While my preference is that we preach about the principles behind specific issues rather than the issues themselves, I can live with the occasional sermon on abortion as long as it is a sermon and not a speech.

That said, I think most of us have lots of places where we can talk politics and very few places where we can talk about religious issues, so I'm always disappointed to come to church and find that's what the sermon is about.


KJR said...

I think it is a categorical error to lump churches in with non-profits, since churches and religion have a different consititutional and legal status.(The power to tax is the power to control and our constitution and legal precendents suggest a "hands off" approach to the church. This prohibition against candidate endorsement has given the government an excuse to monitor sermons for "inappropriate content" --- a decision I don't want made by a government official.)

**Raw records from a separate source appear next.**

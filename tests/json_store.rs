// SPDX-FileCopyrightText: 2026 Bruno Meilick
// SPDX-License-Identifier: LicenseRef-Threadmark-FreeUse-NoCopy-NoDerivatives
//
// All rights reserved.
//
// This file is part of Threadmark and is proprietary software.
// Unauthorized copying, modification, or distribution is prohibited.

use std::collections::BTreeSet;
use std::fs;
use std::path::{Path, PathBuf};
use std::sync::Arc;
use std::time::{Duration, SystemTime, UNIX_EPOCH};

use threadmark::model::{BookmarkChange, BookmarkReply, NewBookmark, ThreadIdentity};
use threadmark::store::{
    JsonFileRepository, StaticArchiveClassifier, StaticSiteRegistry, WriteDurability,
};
use threadmark::BookmarkStore;

struct TempDir {
    path: PathBuf,
}

impl TempDir {
    fn new(prefix: &str) -> Self {
        let nanos = SystemTime::now().duration_since(UNIX_EPOCH).unwrap_or_default().as_nanos();
        let path = std::env::temp_dir()
            .join(format!("threadmark-it-{prefix}-{}-{nanos}", std::process::id()));
        fs::create_dir_all(&path).unwrap();
        Self { path }
    }

    fn path(&self) -> &Path {
        &self.path
    }
}

impl Drop for TempDir {
    fn drop(&mut self) {
        let _ = fs::remove_dir_all(&self.path);
    }
}

fn thread(raw: &str) -> ThreadIdentity {
    raw.parse().unwrap_or_else(|err| panic!("bad thread identity {raw:?}: {err}"))
}

async fn open_store(path: &Path, sites: &[&str]) -> BookmarkStore {
    let repository = JsonFileRepository::new(path).with_durability(WriteDurability::Durable);
    let store = BookmarkStore::builder(Arc::new(repository))
        .with_site_registry(Arc::new(StaticSiteRegistry::new(sites.iter().copied())))
        .with_archive_classifier(Arc::new(StaticArchiveClassifier::new(["archive"])))
        .build();
    store.initialize();
    store.await_until_initialized().await.unwrap();
    store
}

#[tokio::test]
async fn bookmarks_survive_a_restart() {
    let tmp = TempDir::new("restart");
    let path = tmp.path().join("bookmarks.json");
    let (watched, archived, dropped) =
        (thread("4chan/g/100"), thread("archive/g/200"), thread("4chan/a/300"));

    let store = open_store(&path, &["4chan", "archive"]).await;
    let mut changes = store.subscribe_changes();
    store
        .create_bookmarks_durable(vec![
            NewBookmark::new(watched.clone()).with_title("watched"),
            NewBookmark::new(archived.clone()),
            NewBookmark::new(dropped.clone()),
        ])
        .await;
    let updated = store.update_bookmarks(&[watched.clone()], |record| {
        record.update_thread_info(120, 250);
        record.add_reply(BookmarkReply::new(240, 100));
    });
    store.persist_bookmarks_manually(&updated).await;
    store.delete_bookmark(&dropped);
    store.flush().await;

    let mut observed = Vec::new();
    while let Ok(change) = changes.try_recv() {
        // The initial-load event may land after subscribing.
        if change != BookmarkChange::Initialized {
            observed.push(change);
        }
    }
    assert_eq!(
        observed,
        vec![
            BookmarkChange::created([watched.clone(), archived.clone(), dropped.clone()]),
            BookmarkChange::updated([watched.clone()]),
            BookmarkChange::deleted([dropped.clone()]),
        ]
    );
    let before = store.bookmarks_snapshot();
    drop(store);

    let reopened = open_store(&path, &["4chan", "archive"]).await;
    assert_eq!(reopened.bookmarks_snapshot(), before);
    assert_eq!(reopened.active_bookmarks_count(), 1);
    assert_eq!(reopened.total_unseen_posts_count(), 120);
    assert!(reopened.has_unread_replies());
    assert_eq!(
        reopened.map_bookmark(&watched, |record| record.title().map(str::to_owned)),
        Some(Some("watched".to_owned()))
    );
}

#[tokio::test]
async fn unknown_sites_are_not_loaded() {
    let tmp = TempDir::new("unknown-sites");
    let path = tmp.path().join("bookmarks.json");

    let store = open_store(&path, &["4chan", "lainchan"]).await;
    store
        .create_bookmarks_durable(vec![
            NewBookmark::new(thread("4chan/g/1")),
            NewBookmark::new(thread("lainchan/tech/2")),
        ])
        .await;
    drop(store);

    let reopened = open_store(&path, &["4chan"]).await;
    let loaded = reopened
        .map_all_bookmarks(|record| record.thread_identity().clone())
        .into_iter()
        .collect::<BTreeSet<_>>();
    assert_eq!(loaded, BTreeSet::from([thread("4chan/g/1")]));
}

#[tokio::test(start_paused = true)]
async fn post_viewed_is_written_after_the_debounce_delay() {
    let tmp = TempDir::new("debounce");
    let path = tmp.path().join("bookmarks.json");
    let target = thread("4chan/g/42");

    let store = open_store(&path, &["4chan"]).await;
    store.create_bookmarks_durable(vec![NewBookmark::new(target.clone())]).await;
    for post in [10, 20, 30] {
        store.on_post_viewed(&target, post, 0);
    }

    tokio::time::sleep(store.config().debounce_delay() + Duration::from_millis(50)).await;
    store.flush().await;
    drop(store);

    let reopened = open_store(&path, &["4chan"]).await;
    assert_eq!(reopened.map_bookmark(&target, |record| record.last_viewed_post_number()), Some(30));
}

#[tokio::test]
async fn delete_all_removes_the_file() {
    let tmp = TempDir::new("delete-all");
    let path = tmp.path().join("bookmarks.json");

    let store = open_store(&path, &["4chan"]).await;
    store.create_bookmarks_durable(vec![NewBookmark::new(thread("4chan/g/1"))]).await;
    assert!(path.is_file());

    assert_eq!(store.delete_all().len(), 1);
    store.flush().await;

    assert!(!path.exists());
    assert_eq!(store.bookmarks_count(), 0);
}
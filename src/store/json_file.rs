// SPDX-FileCopyrightText: 2026 Bruno Meilick
// SPDX-License-Identifier: LicenseRef-Threadmark-FreeUse-NoCopy-NoDerivatives
//
// All rights reserved.
//
// This file is part of Threadmark and is proprietary software.
// Unauthorized copying, modification, or distribution is prohibited.

use std::collections::BTreeSet;
use std::fs;
use std::io;
use std::io::Write;
use std::path::{Path, PathBuf};
use std::time::{SystemTime, UNIX_EPOCH};

use async_trait::async_trait;
use serde::{Deserialize, Serialize};

use super::BookmarkRepository;
use crate::error::RepositoryError;
use crate::model::BookmarkRecord;

const BOOKMARKS_FILE_VERSION: u32 = 1;

#[derive(Debug, Default, Clone, Copy, PartialEq, Eq)]
pub enum WriteDurability {
    /// Writes a temp file and renames it into place, without fsync.
    #[default]
    BestEffort,

    /// Also flushes the file contents and the rename to stable storage where the platform
    /// allows it.
    Durable,
}

#[derive(Debug, Serialize, Deserialize)]
struct BookmarksFile {
    version: u32,
    bookmarks: Vec<BookmarkRecord>,
}

/// Keeps every bookmark in a single JSON document.
///
/// Writes go through a temp file plus rename, so readers never observe a half-written file.
#[derive(Debug, Clone)]
pub struct JsonFileRepository {
    path: PathBuf,
    durability: WriteDurability,
}

impl JsonFileRepository {
    pub fn new(path: impl Into<PathBuf>) -> Self {
        Self { path: path.into(), durability: WriteDurability::default() }
    }

    pub fn with_durability(mut self, durability: WriteDurability) -> Self {
        self.durability = durability;
        self
    }

    pub fn path(&self) -> &Path {
        &self.path
    }

    pub fn durability(&self) -> WriteDurability {
        self.durability
    }

    fn read_file(path: &Path) -> Result<Vec<BookmarkRecord>, RepositoryError> {
        let raw = match fs::read(path) {
            Ok(raw) => raw,
            Err(err) if err.kind() == io::ErrorKind::NotFound => return Ok(Vec::new()),
            Err(source) => return Err(RepositoryError::Io { path: path.to_path_buf(), source }),
        };

        let file: BookmarksFile = serde_json::from_slice(&raw)
            .map_err(|source| RepositoryError::Json { path: path.to_path_buf(), source })?;

        if file.version != BOOKMARKS_FILE_VERSION {
            return Err(RepositoryError::Backend(format!(
                "unsupported bookmarks file version {} in {path:?}",
                file.version
            )));
        }

        Ok(file.bookmarks)
    }

    async fn run_blocking<T, F>(f: F) -> Result<T, RepositoryError>
    where
        F: FnOnce() -> Result<T, RepositoryError> + Send + 'static,
        T: Send + 'static,
    {
        tokio::task::spawn_blocking(f)
            .await
            .map_err(|join_error| RepositoryError::Backend(join_error.to_string()))?
    }
}

#[async_trait]
impl BookmarkRepository for JsonFileRepository {
    async fn load_all(
        &self,
        known_site_names: &BTreeSet<String>,
    ) -> Result<Vec<BookmarkRecord>, RepositoryError> {
        let path = self.path.clone();
        let records = Self::run_blocking(move || Self::read_file(&path)).await?;
        let total = records.len();

        let records = records
            .into_iter()
            .filter(|record| known_site_names.contains(record.thread_identity().site_name()))
            .collect::<Vec<_>>();

        if records.len() != total {
            log::warn!(
                "skipped {} bookmarks of unknown sites in {:?}",
                total - records.len(),
                self.path
            );
        }

        Ok(records)
    }

    async fn save_all(&self, records: Vec<BookmarkRecord>) -> Result<(), RepositoryError> {
        let path = self.path.clone();
        let durability = self.durability;

        Self::run_blocking(move || {
            let file = BookmarksFile { version: BOOKMARKS_FILE_VERSION, bookmarks: records };
            let mut contents = serde_json::to_vec_pretty(&file)
                .map_err(|source| RepositoryError::Json { path: path.clone(), source })?;
            contents.push(b'\n');
            write_atomic(&path, &contents, durability)
        })
        .await
    }

    async fn delete_all(&self) -> Result<(), RepositoryError> {
        let path = self.path.clone();

        Self::run_blocking(move || match fs::remove_file(&path) {
            Ok(()) => Ok(()),
            Err(err) if err.kind() == io::ErrorKind::NotFound => Ok(()),
            Err(source) => Err(RepositoryError::Io { path, source }),
        })
        .await
    }
}

fn rename_overwrite(from: &Path, to: &Path) -> io::Result<()> {
    #[cfg(windows)]
    {
        match fs::rename(from, to) {
            Ok(()) => Ok(()),
            Err(err)
                if matches!(
                    err.kind(),
                    io::ErrorKind::AlreadyExists | io::ErrorKind::PermissionDenied
                ) =>
            {
                let _ = fs::remove_file(to);
                fs::rename(from, to)
            }
            Err(err) => Err(err),
        }
    }

    #[cfg(not(windows))]
    {
        fs::rename(from, to)
    }
}

fn write_atomic(
    path: &Path,
    contents: &[u8],
    durability: WriteDurability,
) -> Result<(), RepositoryError> {
    let io_err = |path: &Path| {
        let path = path.to_path_buf();
        move |source: io::Error| RepositoryError::Io { path, source }
    };

    match fs::symlink_metadata(path) {
        Ok(md) if md.file_type().is_symlink() => {
            return Err(RepositoryError::SymlinkRefused { path: path.to_path_buf() });
        }
        Ok(_) => {}
        Err(err) if err.kind() == io::ErrorKind::NotFound => {}
        Err(source) => return Err(RepositoryError::Io { path: path.to_path_buf(), source }),
    }

    let parent = match path.parent() {
        Some(parent) if !parent.as_os_str().is_empty() => parent,
        _ => Path::new("."),
    };
    fs::create_dir_all(parent).map_err(io_err(parent))?;

    let Some(file_name) = path.file_name() else {
        return Err(RepositoryError::Io {
            path: path.to_path_buf(),
            source: io::Error::other("path has no file name"),
        });
    };

    let nanos = SystemTime::now().duration_since(UNIX_EPOCH).unwrap_or_default().as_nanos();
    let tmp_path =
        parent.join(format!(".threadmark.tmp.{}.{}", file_name.to_string_lossy(), nanos));

    let mut file = fs::OpenOptions::new()
        .write(true)
        .create_new(true)
        .open(&tmp_path)
        .map_err(io_err(&tmp_path))?;

    file.write_all(contents).map_err(io_err(&tmp_path))?;

    if durability == WriteDurability::Durable {
        file.sync_all().map_err(io_err(&tmp_path))?;
    }
    drop(file);

    if let Err(source) = rename_overwrite(&tmp_path, path) {
        let _ = fs::remove_file(&tmp_path);
        return Err(RepositoryError::Io { path: path.to_path_buf(), source });
    }

    if durability == WriteDurability::Durable {
        #[cfg(unix)]
        {
            let dir = fs::File::open(parent).map_err(io_err(parent))?;
            dir.sync_all().map_err(io_err(parent))?;
        }
    }

    Ok(())
}
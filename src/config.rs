// SPDX-FileCopyrightText: 2026 Bruno Meilick
// SPDX-License-Identifier: LicenseRef-Threadmark-FreeUse-NoCopy-NoDerivatives
//
// All rights reserved.
//
// This file is part of Threadmark and is proprietary software.
// Unauthorized copying, modification, or distribution is prohibited.

use std::fs;
use std::path::Path;
use std::time::Duration;

use serde::Deserialize;

use crate::error::ConfigError;

pub const DEFAULT_DEBOUNCE_DELAY_MS: u64 = 250;
pub const DEFAULT_CHANGE_BUFFER_CAPACITY: usize = 128;
pub const DEFAULT_FETCH_BUFFER_CAPACITY: usize = 16;
pub const DEFAULT_INITIAL_CAPACITY: usize = 256;

/// Tunables of a [`crate::store::BookmarkStore`].
///
/// Every field is optional in the JSON form; missing fields take the defaults below.
#[derive(Debug, Clone, PartialEq, Eq, Deserialize)]
#[serde(default, deny_unknown_fields)]
pub struct StoreConfig {
    /// Trailing delay used to coalesce "post viewed" writes.
    pub debounce_delay_ms: u64,
    /// Events a slow change subscriber may fall behind before it starts skipping.
    pub change_buffer_capacity: usize,
    pub fetch_buffer_capacity: usize,
    pub initial_capacity: usize,
    pub verbose_logs: bool,
}

impl Default for StoreConfig {
    fn default() -> Self {
        Self {
            debounce_delay_ms: DEFAULT_DEBOUNCE_DELAY_MS,
            change_buffer_capacity: DEFAULT_CHANGE_BUFFER_CAPACITY,
            fetch_buffer_capacity: DEFAULT_FETCH_BUFFER_CAPACITY,
            initial_capacity: DEFAULT_INITIAL_CAPACITY,
            verbose_logs: false,
        }
    }
}

impl StoreConfig {
    pub fn debounce_delay(&self) -> Duration {
        Duration::from_millis(self.debounce_delay_ms)
    }

    pub fn from_json_str(raw: &str, path: &Path) -> Result<Self, ConfigError> {
        let config: Self = serde_json::from_str(raw)
            .map_err(|source| ConfigError::Json { path: path.to_path_buf(), source })?;
        config.validate()?;
        Ok(config)
    }

    pub fn from_json_file(path: impl AsRef<Path>) -> Result<Self, ConfigError> {
        let path = path.as_ref();
        let raw = fs::read_to_string(path)
            .map_err(|source| ConfigError::Io { path: path.to_path_buf(), source })?;
        Self::from_json_str(&raw, path)
    }

    /// Broadcast channels panic on a zero capacity, so reject it up front.
    pub fn validate(&self) -> Result<(), ConfigError> {
        if self.change_buffer_capacity == 0 {
            return Err(ConfigError::Invalid {
                field: "change_buffer_capacity",
                reason: "must be greater than zero",
            });
        }
        if self.fetch_buffer_capacity == 0 {
            return Err(ConfigError::Invalid {
                field: "fetch_buffer_capacity",
                reason: "must be greater than zero",
            });
        }
        Ok(())
    }
}
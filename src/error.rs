// SPDX-FileCopyrightText: 2026 Bruno Meilick
// SPDX-License-Identifier: LicenseRef-Threadmark-FreeUse-NoCopy-NoDerivatives
//
// All rights reserved.
//
// This file is part of Threadmark and is proprietary software.
// Unauthorized copying, modification, or distribution is prohibited.

//! Recoverable error types.
//!
//! Programming errors (calling the store before it is ready, empty identity lists, signalling the
//! readiness gate twice) are not represented here: they panic at the call site.

use std::io;
use std::path::PathBuf;
use std::sync::Arc;

use thiserror::Error;

/// Failure reported by a [`crate::store::BookmarkRepository`].
#[derive(Debug, Error)]
pub enum RepositoryError {
    #[error("io error at {path:?}: {source}")]
    Io {
        path: PathBuf,
        #[source]
        source: io::Error,
    },
    #[error("json error at {path:?}: {source}")]
    Json {
        path: PathBuf,
        #[source]
        source: serde_json::Error,
    },
    #[error("refusing to write through symlink at {path:?}")]
    SymlinkRefused { path: PathBuf },
    #[error("repository backend error: {0}")]
    Backend(String),
}

/// Outcome of waiting on the readiness gate when the initial load did not succeed.
#[derive(Debug, Clone, Error)]
pub enum ReadinessError {
    #[error("initial bookmark load failed: {0}")]
    Failed(Arc<RepositoryError>),
    #[error("readiness gate dropped before being signalled")]
    Abandoned,
}

#[derive(Debug, Error)]
pub enum ConfigError {
    #[error("cannot read config at {path:?}: {source}")]
    Io {
        path: PathBuf,
        #[source]
        source: io::Error,
    },
    #[error("invalid config at {path:?}: {source}")]
    Json {
        path: PathBuf,
        #[source]
        source: serde_json::Error,
    },
    #[error("invalid config value for {field}: {reason}")]
    Invalid { field: &'static str, reason: &'static str },
}

/// Error type of tasks posted to the executors.
pub type TaskError = Box<dyn std::error::Error + Send + Sync + 'static>;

As a preacher, I think I should have the right to free speech in the pulpit, even though I think there are only a few, extreme, times when preachers ought to endorse candidates (Hitler ran for office). I do want to hear churches speaking out on the big moral and ethical issues of the day like civil rights, torture, war, etc. and the religious people we admire in history were often those like MLK or Dietrich Bonhoffer who did so. A good preacher can make the connection between our faith and values and the issues we face. There is nothing irreligious about that.